HuGENet™

Frequently Asked Questions

 

Q: What is human genome epidemiology (HuGE)?

A: Human genome epidemiology is the basic science of public health genomics. It is the set of methods for measuring genetic variation within and across populations and for understanding how gene variants interact with other genes and with the environment to cause disease. Population-based epidemiologic studies help scientists to estimate how genetic factors contribute to disease risks in individuals and populations.

 

Q:  What is the Human Genome Epidemiology Network (HuGENet™)?

A:  The Human Genome Epidemiology Network, or HuGENet™ is a voluntary, international collaboration focused on assessing the role of human genome variation in health and disease at the population level.

 

Q: Where are the HuGENet™ Coordinating Centers and how can I get involved?

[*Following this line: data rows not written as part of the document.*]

//! Sequential provider fallback.
//!
//! Providers are tried strictly one at a time in priority order. The first
//! non-empty, normalized result wins and later providers are never called.
//! Failures are recorded and never surface as errors: the caller gets either
//! candles or an explicit `Exhausted` outcome.

use std::sync::Arc;
#[cfg(not(target_arch = "wasm32"))]
use std::time::Duration;

#[cfg(debug_assertions)]
use crate::config::DEBUG_FLAGS;
#[cfg(not(target_arch = "wasm32"))]
use crate::config::ENDPOINTS;
use crate::data::providers::{
    AttemptOutcome, BackendKlines, KlineProvider, MarketDataOhlc, ProviderAttempt, ProviderError,
    ProviderId,
};
use crate::domain::candle::normalize_candles;
use crate::domain::{Candle, Interval};
use crate::utils::TimeUtils;

#[derive(Debug, Clone, Copy, PartialEq, Eq)]
pub enum ResolverState {
    NotStarted,
    TryingConfiguredBackend,
    TryingPublicMarketApi,
    TryingExchangeRest,
    Resolved(ProviderId),
    Exhausted,
}

impl ResolverState {
    fn trying(provider: ProviderId) -> Self {
        match provider {
            ProviderId::ConfiguredBackend => ResolverState::TryingConfiguredBackend,
            ProviderId::PublicMarketApi => ResolverState::TryingPublicMarketApi,
            ProviderId::ExchangeRest => ResolverState::TryingExchangeRest,
        }
    }
}

#[derive(Debug, Clone, PartialEq)]
pub enum ResolutionOutcome {
    Resolved {
        provider: ProviderId,
        candles: Vec<Candle>,
    },
    Exhausted,
}

#[derive(Debug, Clone, PartialEq)]
pub struct Resolution {
    pub symbol: String,
    pub interval: Interval,
    pub outcome: ResolutionOutcome,
    pub attempts: Vec<ProviderAttempt>,
    /// Every state passed through, `NotStarted` first
    pub trace: Vec<ResolverState>,
}

impl Resolution {
    pub fn final_state(&self) -> ResolverState {
        self.trace.last().copied().unwrap_or(ResolverState::NotStarted)
    }
}

pub struct SourceResolver {
    providers: Vec<Arc<dyn KlineProvider>>,
    #[cfg(not(target_arch = "wasm32"))]
    deadline: Duration,
}

impl SourceResolver {
    /// Providers are ordered by priority regardless of the order given.
    pub fn new(mut providers: Vec<Arc<dyn KlineProvider>>) -> Self {
        providers.sort_by_key(|p| p.id());
        Self {
            providers,
            #[cfg(not(target_arch = "wasm32"))]
            deadline: Duration::from_millis(ENDPOINTS.client.provider_deadline_ms),
        }
    }

    /// The production chain: configured backend, market-data API, then the
    /// exchange (native builds only).
    pub fn standard(backend_url: &str) -> Self {
        #[allow(unused_mut)]
        let mut providers: Vec<Arc<dyn KlineProvider>> = vec![
            Arc::new(BackendKlines::new(backend_url)),
            Arc::new(MarketDataOhlc::default()),
        ];
        #[cfg(not(target_arch = "wasm32"))]
        providers.push(Arc::new(crate::data::providers::ExchangeKlines));
        Self::new(providers)
    }

    #[cfg(not(target_arch = "wasm32"))]
    pub fn with_deadline(mut self, deadline: Duration) -> Self {
        self.deadline = deadline;
        self
    }

    pub fn provider_ids(&self) -> Vec<ProviderId> {
        self.providers.iter().map(|p| p.id()).collect()
    }

    async fn attempt(
        &self,
        provider: &dyn KlineProvider,
        symbol: &str,
        interval: Interval,
        limit: usize,
    ) -> Result<Vec<Candle>, ProviderError> {
        #[cfg(not(target_arch = "wasm32"))]
        {
            match tokio::time::timeout(self.deadline, provider.fetch_klines(symbol, interval, limit))
                .await
            {
                Ok(result) => result,
                Err(_) => Err(ProviderError::DeadlineExceeded(self.deadline)),
            }
        }
        #[cfg(target_arch = "wasm32")]
        {
            provider.fetch_klines(symbol, interval, limit).await
        }
    }

    pub async fn resolve(&self, symbol: &str, interval: Interval, limit: usize) -> Resolution {
        let mut trace = vec![ResolverState::NotStarted];
        let mut attempts = Vec::with_capacity(self.providers.len());

        for provider in &self.providers {
            let id = provider.id();
            trace.push(ResolverState::trying(id));
            let started = TimeUtils::instant_now();

            let result = self
                .attempt(provider.as_ref(), symbol, interval, limit)
                .await
                .map(|candles| normalize_candles(candles, limit))
                .and_then(|candles| {
                    if candles.is_empty() {
                        Err(ProviderError::EmptyResult)
                    } else {
                        Ok(candles)
                    }
                });

            match result {
                Ok(candles) => {
                    #[cfg(debug_assertions)]
                    if DEBUG_FLAGS.print_resolver_transitions {
                        log::info!(
                            "[resolver] {} {} resolved by {} in {:?}",
                            symbol,
                            interval,
                            id,
                            started.elapsed()
                        );
                    }
                    attempts.push(ProviderAttempt {
                        provider: id,
                        outcome: AttemptOutcome::Candles(candles.len()),
                    });
                    trace.push(ResolverState::Resolved(id));
                    return Resolution {
                        symbol: symbol.to_string(),
                        interval,
                        outcome: ResolutionOutcome::Resolved {
                            provider: id,
                            candles,
                        },
                        attempts,
                        trace,
                    };
                }
                Err(e) => {
                    log::warn!(
                        "⚠️  {} {} from {} failed after {:?}: {}",
                        symbol,
                        interval,
                        id,
                        started.elapsed(),
                        e
                    );
                    attempts.push(ProviderAttempt {
                        provider: id,
                        outcome: AttemptOutcome::Failed(e),
                    });
                }
            }
        }

        log::warn!("❌ No data available for {} {}", symbol, interval);
        trace.push(ResolverState::Exhausted);
        Resolution {
            symbol: symbol.to_string(),
            interval,
            outcome: ResolutionOutcome::Exhausted,
            attempts,
            trace,
        }
    }
}

#[cfg(test)]
pub(crate) mod test_support {
    use std::sync::atomic::{AtomicUsize, Ordering};
    use std::time::Duration;

    use async_trait::async_trait;

    use super::*;

    pub type Responder = Box<dyn Fn(&str) -> Result<Vec<Candle>, ProviderError> + Send + Sync>;

    /// Scripted provider counting its calls.
    pub struct FakeProvider {
        pub id: ProviderId,
        pub calls: AtomicUsize,
        pub delay: Duration,
        pub respond: Responder,
    }

    impl FakeProvider {
        pub fn new(
            id: ProviderId,
            respond: impl Fn(&str) -> Result<Vec<Candle>, ProviderError> + Send + Sync + 'static,
        ) -> Arc<Self> {
            Self::delayed(id, Duration::ZERO, respond)
        }

        pub fn delayed(
            id: ProviderId,
            delay: Duration,
            respond: impl Fn(&str) -> Result<Vec<Candle>, ProviderError> + Send + Sync + 'static,
        ) -> Arc<Self> {
            Arc::new(Self {
                id,
                calls: AtomicUsize::new(0),
                delay,
                respond: Box::new(respond),
            })
        }

        pub fn calls(&self) -> usize {
            self.calls.load(Ordering::SeqCst)
        }
    }

    #[async_trait]
    impl KlineProvider for FakeProvider {
        fn id(&self) -> ProviderId {
            self.id
        }

        async fn fetch_klines(
            &self,
            symbol: &str,
            _interval: Interval,
            _limit: usize,
        ) -> Result<Vec<Candle>, ProviderError> {
            self.calls.fetch_add(1, Ordering::SeqCst);
            if !self.delay.is_zero() {
                tokio::time::sleep(self.delay).await;
            }
            (self.respond)(symbol)
        }
    }

    pub fn dyn_provider(p: &Arc<FakeProvider>) -> Arc<dyn KlineProvider> {
        p.clone()
    }

    /// `n` hourly candles with closes start, start+step, ...
    pub fn rising_candles(n: usize, start: f64, step: f64) -> Vec<Candle> {
        (0..n)
            .map(|i| {
                let c = start + step * i as f64;
                Candle::new(i as i64 * 3_600_000, c, c + 0.5, c - 0.5, c, 1.0)
            })
            .collect()
    }
}

#[cfg(test)]
mod tests {
    use std::time::Duration;

    use super::test_support::{FakeProvider, dyn_provider, rising_candles};
    use super::*;

    #[tokio::test]
    async fn first_success_short_circuits() {
        let backend = FakeProvider::new(ProviderId::ConfiguredBackend, |_| {
            Err(ProviderError::TransportFailure("connection refused".into()))
        });
        let market = FakeProvider::new(ProviderId::PublicMarketApi, |_| Ok(rising_candles(10, 1.0, 1.0)));
        let exchange = FakeProvider::new(ProviderId::ExchangeRest, |_| Ok(rising_candles(10, 1.0, 1.0)));

        // Deliberately out of order: priority comes from the ids
        let resolver = SourceResolver::new(vec![
            dyn_provider(&exchange),
            dyn_provider(&market),
            dyn_provider(&backend),
        ]);
        let resolution = resolver.resolve("BTCUSDT", Interval::OneHour, 500).await;

        assert_eq!(
            resolution.trace,
            vec![
                ResolverState::NotStarted,
                ResolverState::TryingConfiguredBackend,
                ResolverState::TryingPublicMarketApi,
                ResolverState::Resolved(ProviderId::PublicMarketApi),
            ]
        );
        assert_eq!((backend.calls(), market.calls(), exchange.calls()), (1, 1, 0));
        assert!(matches!(
            resolution.outcome,
            ResolutionOutcome::Resolved { provider: ProviderId::PublicMarketApi, .. }
        ));
    }

    #[tokio::test]
    async fn all_failing_is_exhausted_with_each_provider_called_once() {
        let backend = FakeProvider::new(ProviderId::ConfiguredBackend, |_| {
            Err(ProviderError::UnsuccessfulResponse {
                status: Some(500),
                message: "Internal Server Error".into(),
            })
        });
        let market = FakeProvider::new(ProviderId::PublicMarketApi, |s| {
            Err(ProviderError::UnsupportedSymbol(s.to_string()))
        });
        let exchange = FakeProvider::new(ProviderId::ExchangeRest, |_| Ok(Vec::new()));

        let resolver = SourceResolver::new(vec![
            dyn_provider(&backend),
            dyn_provider(&market),
            dyn_provider(&exchange),
        ]);
        let resolution = resolver.resolve("FOOUSDT", Interval::OneHour, 500).await;

        assert_eq!(resolution.outcome, ResolutionOutcome::Exhausted);
        assert_eq!(resolution.final_state(), ResolverState::Exhausted);
        assert_eq!((backend.calls(), market.calls(), exchange.calls()), (1, 1, 1));
        assert_eq!(resolution.attempts.len(), 3);
        assert_eq!(
            resolution.attempts[2].outcome,
            AttemptOutcome::Failed(ProviderError::EmptyResult)
        );
    }

    #[tokio::test]
    async fn slow_provider_hits_the_deadline_and_falls_through() {
        let backend = FakeProvider::delayed(ProviderId::ConfiguredBackend, Duration::from_secs(5), |_| {
            Ok(rising_candles(5, 1.0, 1.0))
        });
        let market = FakeProvider::new(ProviderId::PublicMarketApi, |_| Ok(rising_candles(5, 2.0, 1.0)));

        let resolver = SourceResolver::new(vec![dyn_provider(&backend), dyn_provider(&market)])
            .with_deadline(Duration::from_millis(50));
        let resolution = resolver.resolve("BTCUSDT", Interval::OneHour, 500).await;

        assert_eq!(
            resolution.attempts[0].outcome,
            AttemptOutcome::Failed(ProviderError::DeadlineExceeded(Duration::from_millis(50)))
        );
        assert_eq!(resolution.final_state(), ResolverState::Resolved(ProviderId::PublicMarketApi));
    }

    #[tokio::test]
    async fn provider_output_is_normalized() {
        let backend = FakeProvider::new(ProviderId::ConfiguredBackend, |_| {
            let mut candles = rising_candles(6, 1.0, 1.0);
            candles.reverse();
            candles.push(candles[0]);
            Ok(candles)
        });
        let resolver = SourceResolver::new(vec![dyn_provider(&backend)]);
        let resolution = resolver.resolve("BTCUSDT", Interval::OneHour, 4).await;

        let ResolutionOutcome::Resolved { candles, .. } = resolution.outcome else {
            panic!("expected candles");
        };
        let closes: Vec<f64> = candles.iter().map(|c| c.close).collect();
        assert_eq!(closes, vec![3.0, 4.0, 5.0, 6.0]);
    }

    #[test]
    fn standard_chain_is_in_priority_order() {
        let ids = SourceResolver::standard("http://localhost:8000").provider_ids();
        assert_eq!(
            ids,
            vec![
                ProviderId::ConfiguredBackend,
                ProviderId::PublicMarketApi,
                ProviderId::ExchangeRest
            ]
        );
    }
}
pub mod time_utils;

pub use time_utils::{AppInstant, TimeUtils, now_ms};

A:  Currently, there are 4 HuGENet™ Coordinating Centers that conduct HuGENet™ activities:

1. CDC’s Office of Public Health Genomics, Atlanta, Georgia
2. HuGENet UK Coordinating Center, Cambridge, UK
3. University of Ioannina, Greece
4. University of Ottawa, Ottawa, Canada

Visit the HuGENet™ Coordinating Centers’ Web sites to learn about ongoing activities and ways to get involved.

 

Q:  What is the HuGE Navigator?

A: The published literature in human genetics and genomics is growing rapidly. The HuGE Navigator was developed to help researchers, clinicians, and the public search this literature efficiently via the World Wide Web. The HuGE Navigator is an integrated, searchable knowledge base of genetic associations and related information in human genome epidemiology. The HuGE Navigator provides access to continuously updated, curated information extracted weekly from PubMed since 2001. Abstracts are selected by a combination of artificial and human intelligence and include information on population prevalence of genetic variants, gene-disease associations, gene-gene and gene-environment interactions, and evaluation of genetic tests.